Quant aux deux meneurs du procès, Albi et Ceuta, il est surprenant de constater combien peu toute cette affaire leur réussit. Tout d'abord, ils s'empressent près du roi ; ils le suivent à Nantes, assistent à son mariage avec Anne de Bretagne, ils affectent de se montrer ses plus zélés serviteurs malgré la réserve que leur dernier rôle semblait vraiment commander. Ils figurent parmi les témoins de l'acte de mariage, à côté de Ch. de Haultboys et Baudot, les deux conseils du roi au cours du procès, avec le sire de Chaumont, le maréchal de Gié et les autres courtisans. Mais, en résumé, quelle est leur récompense ? L'évêque de Ceuta, quoique étranger, — espagnol ou portugais, on ne sait trop, reçut l'évêché de Nevers, qu'il cumulait ainsi avec un diocèse africain ; seulement il n'en put jouir, ni même en prendre possession. Il mourut très peu de temps après, en Espagne, à la suite d'un repas, et, comme César Borgia avait conçu contre lui, à l'occasion du procès, une vive haine, il passa fort généralement pour avoir péri par le poison[27].

Louis d'Amboise ne fut pas beaucoup plus heureux. En homme circonspect et expérimenté, il commença par prendre ses précautions : il se fit, comme Anne de Bretagne, délivrer une bonne copie authentique du procès et, de plus, il en emporta toutes les pièces originales dans son évêché. Plus tard, en 1501, Louis XII, à son tour, voulut faire disparaître les traces de son divorce et, par un mandement adressé aux cours souveraines, prescrivit de faire rechercher par tous notaires ou autres et de remettre les actes de la couronne relatifs à cette question. Le mandement de 1501 alla rejoindre les autres documents dans les archives de l'évêché d'Albi, il fut catalogué avec eux et il y resta jusqu'en 1792, époque où l'on brûla ces archives[28].

A la suite du divorce, Louis d'Amboise se vit en grande faveur[29] ; mais, impotent et usé, il n'en jouit pas beaucoup : en 1502 il lui fallut résigner son siège et se retirer à Lyon où il mourut. Or, jusqu'à son dernier jour, le regret et, on peut dire, le remords de sa conduite à l'égard de Jeanne de France le poursuivirent ; il légua son siège épiscopal à son neveu, un autre Louis d'Amboise[30], et il lui légua expressément aussi le soin de faire à Madame Jeanne une amende honorable éclatante. Nous verrons ce neveu devenir l'auxiliaire dévoué de Jeanne et son plus zélé serviteur.

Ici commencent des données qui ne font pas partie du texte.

//! Product filtering.

use std::collections::BTreeSet;

use anyhow::Result;
use orchard_commerce::catalog::{Nutrient, Product};
use orchard_commerce::money::Money;
use orchard_commerce::search::{
    apply_filters, build_facets, count_active_filters, Facets, FilterAction, FilterState, SortKey,
};
use orchard_observability::PhaseTimings;
use serde::Serialize;

use super::FilterArgs;
use crate::context::Context;
use crate::output::{format_price, format_weight, stock_badge};

#[derive(Serialize)]
#[serde(rename_all = "camelCase")]
struct FilterReport<'a> {
    sort: SortKey,
    active_filters: usize,
    matched: usize,
    state: &'a FilterState,
    products: Vec<ProductRow<'a>>,
}

#[derive(Serialize)]
#[serde(rename_all = "camelCase")]
struct ProductRow<'a> {
    id: &'a str,
    name: &'a str,
    listing_price: Option<Money>,
    on_promotion: bool,
    in_stock: bool,
    quantity_sold: u64,
    rating: f64,
}

impl<'a> ProductRow<'a> {
    fn new(product: &'a Product) -> Self {
        Self {
            id: product.id.as_str(),
            name: &product.name,
            listing_price: product.first_variant().map(|v| v.effective_price()),
            on_promotion: product.variant.iter().any(|v| v.is_on_promotion()),
            in_stock: product.variant.iter().any(|v| v.is_in_stock()),
            quantity_sold: product.quantity_sold,
            rating: product.rating,
        }
    }
}

/// Run the filter command.
pub async fn run(args: FilterArgs, ctx: &Context) -> Result<()> {
    let mut timings = PhaseTimings::new();
    let catalog = ctx.load_catalog().await?;
    timings.record("load", timings.elapsed());

    let facets = timings.time("facets", || build_facets(catalog.products()));
    let sort = args.sort.unwrap_or(ctx.config.filter.default_sort);
    let limit = args.limit;
    let state = state_from_args(args, &facets);

    for (title, selected, known) in [
        ("category", &state.categories, &facets.categories),
        ("tag", &state.tags, &facets.tags),
        ("package type", &state.package_types, &facets.package_types),
    ] {
        for value in selected.iter().filter(|v| !known.contains(v)) {
            ctx.output
                .warn(&format!("No product in the catalog has {} '{}'", title, value));
        }
    }

    let matched = timings.time("filter", || apply_filters(catalog.products(), &state, sort));
    let active_filters = count_active_filters(&state, &facets);
    let shown = &matched[..limit.unwrap_or(matched.len()).min(matched.len())];

    if ctx.output.is_json() {
        ctx.output.json(&FilterReport {
            sort,
            active_filters,
            matched: matched.len(),
            state: &state,
            products: shown.iter().map(|p| ProductRow::new(p)).collect(),
        });
        ctx.output.timings(&timings.finish());
        return Ok(());
    }

    ctx.output.header(&format!(
        "{} of {} products, sorted by {} ({} active filters)",
        matched.len(),
        catalog.len(),
        sort.display_name(),
        active_filters
    ));

    if matched.is_empty() {
        ctx.output.info("No products match the current filters.");
    }

    for product in shown {
        let row = ProductRow::new(product);
        let variant = product.first_variant();
        let price = row
            .listing_price
            .map(|p| format_price(p, variant.is_some_and(|v| v.is_on_promotion())))
            .unwrap_or_default();
        let package = variant
            .map(|v| format!("{} {}", v.package_type, format_weight(v.net_weight)))
            .unwrap_or_default();
        let stock = variant.map(|v| stock_badge(v.stock_quantity)).unwrap_or_default();
        ctx.output.table_row(
            &[row.name, &package, &price, &stock],
            &[28, 24, 16, 12],
        );
    }

    if shown.len() < matched.len() {
        ctx.output
            .info(&format!("... {} more", matched.len() - shown.len()));
    }

    ctx.output.timings(&timings.finish());
    Ok(())
}

/// Fold the command-line flags into a filter state through the reducer,
/// starting from the catalog defaults.
fn state_from_args(args: FilterArgs, facets: &Facets) -> FilterState {
    let mut actions: Vec<FilterAction> = Vec::new();

    // Toggles flip, so a flag given twice must still select once.
    actions.extend(distinct(args.categories).map(FilterAction::ToggleCategory));
    actions.extend(distinct(args.tags).map(FilterAction::ToggleTag));
    actions.extend(distinct(args.package_types).map(FilterAction::TogglePackageType));

    if args.min_price.is_some() || args.max_price.is_some() {
        actions.push(FilterAction::SetPriceRange(
            args.min_price.map(Money::new).unwrap_or(facets.price_range.min),
            args.max_price.map(Money::new).unwrap_or(facets.price_range.max),
        ));
    }
    if args.min_weight.is_some() || args.max_weight.is_some() {
        actions.push(FilterAction::SetWeightRange(
            args.min_weight.unwrap_or(facets.weight_range.min),
            args.max_weight.unwrap_or(facets.weight_range.max),
        ));
    }

    actions.push(FilterAction::SetHasPromotion(args.promotion));
    actions.push(FilterAction::SetInStock(args.in_stock));
    if let Some(query) = args.search {
        actions.push(FilterAction::SetSearchQuery(query));
    }
    for (nutrient, lo, hi) in args.nutrients {
        actions.push(FilterAction::SetNutritionRange(nutrient, lo, hi));
    }

    actions
        .into_iter()
        .fold(FilterState::from_facets(facets), |state, action| {
            state.reduce(action, facets)
        })
}

fn distinct(values: Vec<String>) -> impl Iterator<Item = String> {
    values.into_iter().collect::<BTreeSet<_>>().into_iter()
}

/// Parse `--nutrient name=lo:hi`. Either bound may be omitted
/// (`carbs=:40`, `protein=2:`).
pub fn parse_nutrient_range(s: &str) -> Result<(Nutrient, f64, f64), String> {
    let (name, range) = s
        .split_once('=')
        .ok_or_else(|| format!("expected NAME=LO:HI, got '{s}'"))?;
    let nutrient =
        Nutrient::from_str(name).ok_or_else(|| format!("unknown nutrient '{}'", name.trim()))?;
    let (lo, hi) = range
        .split_once(':')
        .ok_or_else(|| format!("expected LO:HI after '=', got '{range}'"))?;

    let bound = |text: &str, default: f64| -> Result<f64, String> {
        let text = text.trim();
        if text.is_empty() {
            return Ok(default);
        }
        match text.parse::<f64>() {
            Ok(v) if v.is_finite() => Ok(v),
            _ => Err(format!("invalid bound '{text}'")),
        }
    };

    Ok((nutrient, bound(lo, 0.0)?, bound(hi, f64::MAX)?))
}

/// Parse `--sort`, accepting kebab-case and camelCase names.
pub fn parse_sort(s: &str) -> Result<SortKey, String> {
    SortKey::from_str(s).ok_or_else(|| {
        let names: Vec<&str> = SortKey::ALL.iter().map(SortKey::as_str).collect();
        format!("unknown sort '{s}', expected one of: {}", names.join(", "))
    })
}

#[cfg(test)]
mod tests {
    use super::*;
    use orchard_commerce::search::ValueRange;

    fn args() -> FilterArgs {
        FilterArgs {
            categories: Vec::new(),
            tags: Vec::new(),
            package_types: Vec::new(),
            min_price: None,
            max_price: None,
            min_weight: None,
            max_weight: None,
            promotion: false,
            in_stock: false,
            search: None,
            nutrients: Vec::new(),
            sort: None,
            limit: None,
        }
    }

    fn facets() -> Facets {
        Facets {
            price_range: ValueRange::new(Money::from_units(50_000), Money::from_units(300_000)),
            weight_range: ValueRange::new(100.0, 1000.0),
            ..Default::default()
        }
    }

    #[test]
    fn test_parse_nutrient_range() {
        assert_eq!(
            parse_nutrient_range("protein=0:5"),
            Ok((Nutrient::Protein, 0.0, 5.0))
        );
        assert_eq!(
            parse_nutrient_range("Carbs=:40"),
            Ok((Nutrient::Carbs, 0.0, 40.0))
        );
        assert_eq!(
            parse_nutrient_range("fat=2.5:"),
            Ok((Nutrient::Fat, 2.5, f64::MAX))
        );
        assert!(parse_nutrient_range("protein").is_err());
        assert!(parse_nutrient_range("sugar=0:5").is_err());
        assert!(parse_nutrient_range("protein=0-5").is_err());
        assert!(parse_nutrient_range("protein=a:5").is_err());
    }

    #[test]
    fn test_parse_sort() {
        assert_eq!(parse_sort("price-asc"), Ok(SortKey::PriceAsc));
        assert_eq!(parse_sort("bestSelling"), Ok(SortKey::BestSelling));
        assert!(parse_sort("cheapest").unwrap_err().contains("price-desc"));
    }

    #[test]
    fn test_no_flags_is_default_state() {
        let facets = facets();
        assert_eq!(
            state_from_args(args(), &facets),
            FilterState::from_facets(&facets)
        );
    }

    #[test]
    fn test_partial_price_bound_keeps_other_side() {
        let facets = facets();
        let mut a = args();
        a.max_price = Some(100_000.into());
        a.categories = vec!["Nuts".to_string(), "Nuts".to_string()];
        a.nutrients = vec![(Nutrient::Protein, 5.0, 0.0)];

        let state = state_from_args(a, &facets);
        assert_eq!(
            state.price_range,
            ValueRange::new(Money::from_units(50_000), Money::from_units(100_000))
        );
        assert_eq!(state.categories.len(), 1);
        assert_eq!(
            state.nutrition_range.get(&Nutrient::Protein),
            Some(&ValueRange::new(0.0, 5.0))
        );
    }
}
//! Subscriber setup for `tracing` output.

use std::fmt;
use std::str::FromStr;

use serde::{Deserialize, Serialize};
use tracing_subscriber::EnvFilter;

/// Log level for the subscriber's default filter.
#[derive(Debug, Clone, Copy, PartialEq, Eq, PartialOrd, Ord, Serialize, Deserialize, Default)]
#[serde(rename_all = "lowercase")]
pub enum LogLevel {
    Trace,
    Debug,
    #[default]
    Info,
    Warn,
    Error,
}

impl LogLevel {
    /// Directive understood by `EnvFilter`.
    pub fn as_directive(&self) -> &'static str {
        match self {
            Self::Trace => "trace",
            Self::Debug => "debug",
            Self::Info => "info",
            Self::Warn => "warn",
            Self::Error => "error",
        }
    }
}

impl fmt::Display for LogLevel {
    fn fmt(&self, f: &mut fmt::Formatter<'_>) -> fmt::Result {
        match self {
            Self::Trace => write!(f, "TRACE"),
            Self::Debug => write!(f, "DEBUG"),
            Self::Info => write!(f, "INFO"),
            Self::Warn => write!(f, "WARN"),
            Self::Error => write!(f, "ERROR"),
        }
    }
}

impl FromStr for LogLevel {
    type Err = LoggingError;

    fn from_str(s: &str) -> Result<Self, Self::Err> {
        match s.trim().to_ascii_lowercase().as_str() {
            "trace" => Ok(Self::Trace),
            "debug" => Ok(Self::Debug),
            "info" => Ok(Self::Info),
            "warn" | "warning" => Ok(Self::Warn),
            "error" => Ok(Self::Error),
            other => Err(LoggingError::UnknownLevel(other.to_string())),
        }
    }
}

/// Output format for logs.
#[derive(Debug, Clone, Copy, PartialEq, Eq, Serialize, Deserialize, Default)]
#[serde(rename_all = "lowercase")]
pub enum LogFormat {
    /// JSON lines (for piping into log tooling).
    Json,
    /// Human-readable format (for the terminal).
    #[default]
    Human,
}

#[derive(Debug, thiserror::Error)]
pub enum LoggingError {
    #[error("unknown log level: {0}")]
    UnknownLevel(String),

    #[error("invalid RUST_LOG directive: {0}")]
    InvalidFilter(String),

    #[error("a global subscriber is already installed")]
    AlreadyInitialized,
}

/// The `[logging]` section of the tool config.
#[derive(Debug, Clone, PartialEq, Eq, Serialize, Deserialize, Default)]
pub struct LoggingConfig {
    #[serde(default)]
    pub level: LogLevel,
    #[serde(default)]
    pub format: LogFormat,
}

impl LoggingConfig {
    pub fn new(level: LogLevel, format: LogFormat) -> Self {
        Self { level, format }
    }

    /// Raise the level to `debug` when it is quieter than that.
    pub fn verbose(mut self) -> Self {
        if self.level > LogLevel::Debug {
            self.level = LogLevel::Debug;
        }
        self
    }

    /// Filter for the subscriber. `RUST_LOG`, when set, replaces the
    /// configured level.
    pub fn env_filter(&self) -> Result<EnvFilter, LoggingError> {
        match std::env::var(EnvFilter::DEFAULT_ENV) {
            Ok(directives) if !directives.trim().is_empty() => Self::parse_filter(&directives),
            _ => Self::parse_filter(self.level.as_directive()),
        }
    }

    fn parse_filter(directives: &str) -> Result<EnvFilter, LoggingError> {
        EnvFilter::try_new(directives)
            .map_err(|e| LoggingError::InvalidFilter(format!("{directives}: {e}")))
    }
}

/// Install the global `tracing` subscriber. Logs go to stderr so stdout
/// stays clean for command output.
pub fn init_logging(config: &LoggingConfig) -> Result<(), LoggingError> {
    let filter = config.env_filter()?;
    let builder = tracing_subscriber::fmt()
        .with_env_filter(filter)
        .with_writer(std::io::stderr);

    let installed = match config.format {
        LogFormat::Json => builder.json().with_target(false).try_init(),
        LogFormat::Human => builder.with_target(false).compact().try_init(),
    };

    installed.map_err(|_| LoggingError::AlreadyInitialized)
}
//! CLI execution context.

use std::path::{Path, PathBuf};

use anyhow::{bail, Context as _, Result};
use orchard_commerce::catalog::Catalog;

use crate::config::{OrchardConfig, CONFIG_FILE_NAMES};
use crate::output::Output;

/// Execution context for CLI commands.
pub struct Context {
    /// CLI configuration.
    pub config: OrchardConfig,
    /// File the configuration came from, if any.
    pub config_path: Option<PathBuf>,
    /// Output handler.
    pub output: Output,
    /// Working directory.
    pub cwd: PathBuf,
    /// `--catalog` override.
    catalog_override: Option<PathBuf>,
}

impl Context {
    /// Load context from config file.
    pub fn load(
        config_path: Option<&Path>,
        catalog_override: Option<&Path>,
        output: Output,
    ) -> Result<Self> {
        let cwd = std::env::current_dir().context("Failed to get current directory")?;

        let (config, config_path) = match config_path {
            Some(path) => (OrchardConfig::load(path)?, Some(path.to_path_buf())),
            None => match find_config_file(&cwd) {
                Some(path) => (OrchardConfig::load(&path)?, Some(path)),
                None => (OrchardConfig::default(), None),
            },
        };

        Ok(Self {
            config,
            config_path,
            output,
            cwd,
            catalog_override: catalog_override.map(Path::to_path_buf),
        })
    }

    /// Catalog snapshot to read: `--catalog`, then `[catalog].path`
    /// relative to the config file's directory.
    pub fn catalog_path(&self) -> Result<PathBuf> {
        if let Some(path) = &self.catalog_override {
            return Ok(self.resolve_path(path));
        }

        let Some(path) = self.config.catalog.path.as_deref() else {
            bail!("No catalog snapshot configured. Pass --catalog or set [catalog].path.");
        };

        let base = self
            .config_path
            .as_deref()
            .and_then(Path::parent)
            .map(|dir| self.resolve_path(dir))
            .unwrap_or_else(|| self.cwd.clone());
        Ok(base.join(path))
    }

    /// Read and parse the catalog snapshot.
    pub async fn load_catalog(&self) -> Result<Catalog> {
        let path = self.catalog_path()?;
        let content = tokio::fs::read_to_string(&path)
            .await
            .with_context(|| format!("Failed to read catalog snapshot: {}", path.display()))?;
        let catalog = Catalog::from_json_str(&content)
            .with_context(|| format!("Failed to parse catalog snapshot: {}", path.display()))?;

        self.output.debug(&format!(
            "Loaded {} products from {}",
            catalog.len(),
            path.display()
        ));
        Ok(catalog)
    }

    /// Resolve a path relative to the working directory.
    pub fn resolve_path(&self, path: &Path) -> PathBuf {
        if path.is_absolute() {
            path.to_path_buf()
        } else {
            self.cwd.join(path)
        }
    }
}

/// Find a config file in the directory tree above `start`.
pub fn find_config_file(start: &Path) -> Option<PathBuf> {
    let mut current = start.to_path_buf();
    loop {
        for name in &CONFIG_FILE_NAMES {
            let candidate = current.join(name);
            if candidate.is_file() {
                return Some(candidate);
            }
        }

        if !current.pop() {
            return None;
        }
    }
}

Quant au maréchal de Gié, dont la déposition, à la fin du procès, avait dû faire quelque bruit et qui s'était chargé de conférer à Madame Jeanne l'investiture du Berry, s'il avait cru par son zèle plaire à Anne de Bretagne[31], il s'était bien trompé ; la reine ne l'aima jamais et en 4506, à la suite d'un long et fameux procès, lui-même succomba sous la rancune de la reine et se vit obligé de quitter la Cour, heureux encore de sauver sa tête que réclamait le Procureur général[32].

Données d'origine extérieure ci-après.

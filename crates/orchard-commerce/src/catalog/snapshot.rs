//! In-memory catalog snapshot.

use crate::catalog::{Product, ProductVariant};
use crate::error::CommerceError;
use crate::ids::VariantId;
use serde::{Deserialize, Serialize};
use serde_json::Value;

/// The product list fetched once from the listing endpoint.
#[derive(Debug, Clone, Default, Serialize, Deserialize, PartialEq)]
#[serde(transparent)]
pub struct Catalog {
    products: Vec<Product>,
}

impl Catalog {
    pub fn new(products: Vec<Product>) -> Self {
        Self { products }
    }

    /// Parse a listing response body.
    ///
    /// Listing bodies come either bare or wrapped in a `data` envelope. The
    /// product list is decoded on its own so a malformed product reports its
    /// own field error.
    pub fn from_json_str(body: &str) -> Result<Self, CommerceError> {
        let list = match serde_json::from_str::<Value>(body)? {
            list @ Value::Array(_) => list,
            Value::Object(mut envelope) => envelope.remove("data").ok_or_else(|| {
                CommerceError::ValidationError(
                    "listing body has no `data` product list".to_string(),
                )
            })?,
            _ => {
                return Err(CommerceError::ValidationError(
                    "listing body must be a product array or a `data` envelope".to_string(),
                ))
            }
        };
        let products: Vec<Product> = serde_json::from_value(list)?;

        let variantless = products.iter().filter(|p| p.variant.is_empty()).count();
        if variantless > 0 {
            tracing::warn!(variantless, "catalog has products without variants");
        }
        tracing::debug!(products = products.len(), "catalog loaded");

        Ok(Self { products })
    }

    pub fn products(&self) -> &[Product] {
        &self.products
    }

    pub fn len(&self) -> usize {
        self.products.len()
    }

    pub fn is_empty(&self) -> bool {
        self.products.is_empty()
    }

    /// Find a variant and the product that owns it.
    pub fn find_variant(
        &self,
        variant_id: &VariantId,
    ) -> Result<(&Product, &ProductVariant), CommerceError> {
        self.products
            .iter()
            .find_map(|p| p.find_variant(variant_id).map(|v| (p, v)))
            .ok_or_else(|| CommerceError::VariantNotFound(variant_id.to_string()))
    }
}

impl From<Vec<Product>> for Catalog {
    fn from(products: Vec<Product>) -> Self {
        Self::new(products)
    }
}
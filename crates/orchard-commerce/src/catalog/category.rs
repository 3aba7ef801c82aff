//! Category references attached to products.

use crate::ids::CategoryId;
use serde::{Deserialize, Serialize};

/// A category a product is listed under.
///
/// Products and categories are many-to-many; the listing embeds only the id
/// and display name, which is what facets and filters key on.
#[derive(Debug, Clone, Serialize, Deserialize, PartialEq, Eq, Hash)]
pub struct CategoryRef {
    /// Category identifier.
    pub id: CategoryId,
    /// Display name (facet and filter key).
    pub name: String,
}

impl CategoryRef {
    pub fn new(id: impl Into<CategoryId>, name: impl Into<String>) -> Self {
        Self {
            id: id.into(),
            name: name.into(),
        }
    }
}
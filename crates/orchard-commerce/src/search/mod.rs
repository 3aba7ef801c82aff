//! Search module.
//!
//! Facet derivation over the catalog, the filter state the sidebar edits, and
//! the predicate engine that turns both into a sorted product list.

mod facets;
mod filter;
mod normalize;
mod query;
mod range;

pub use facets::{build_facets, Facets};
pub use filter::{FilterAction, FilterState, NUTRITION_BASELINE};
pub use normalize::normalize_search_text;
pub use query::{apply_filters, count_active_filters, SortKey};
pub use range::ValueRange;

Assurément, voilà une série de singulières coïncidences et l'on peut dire que les suites du divorce de Louis XII montrent la fragilité des calculs humains les mieux ourdis, grands ou petits.

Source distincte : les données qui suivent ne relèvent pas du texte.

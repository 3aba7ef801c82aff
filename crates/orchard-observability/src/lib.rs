//! Observability for the Orchard tooling.
//!
//! This crate provides:
//! - `LoggingConfig` / `init_logging` - `tracing` subscriber setup
//! - `PhaseTimings` - Per-phase timing collection for a command run

mod logging;
mod timing;

pub use logging::*;
pub use timing::*;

Le mariage du roi fut pour lui l'occasion d'une nouvelle recherche de popularité : comme cadeau de noces, il annonça au royaume un dégrèvement d'un dixième sur les impôts, faveur que l'on n'a guère l'habitude d'attendre du gouvernement et qui fit bénir le nom de Louis XII et vivre sa mémoire[33]. Le roi montra aussi la plus ferme volonté de réprimer toutes ces menues extorsions dont les grands évènements étaient quelquefois l'occasion de la part de courtisans trop zélés ou peu délicats. Ainsi des gens du roi avaient persuadé aux bourgeois d'Orléans de fournir 6.000 livres pour « la ceinture de la reine. » Un habitant, qui avait souvent joué à la paume avec Louis d'Orléans, remit au roi cette somme que l'évêque avait prêtée à la ville. Le roi renvoya l'argent en disant qu'il ne savait pas ce que c'était que cette ceinture[34].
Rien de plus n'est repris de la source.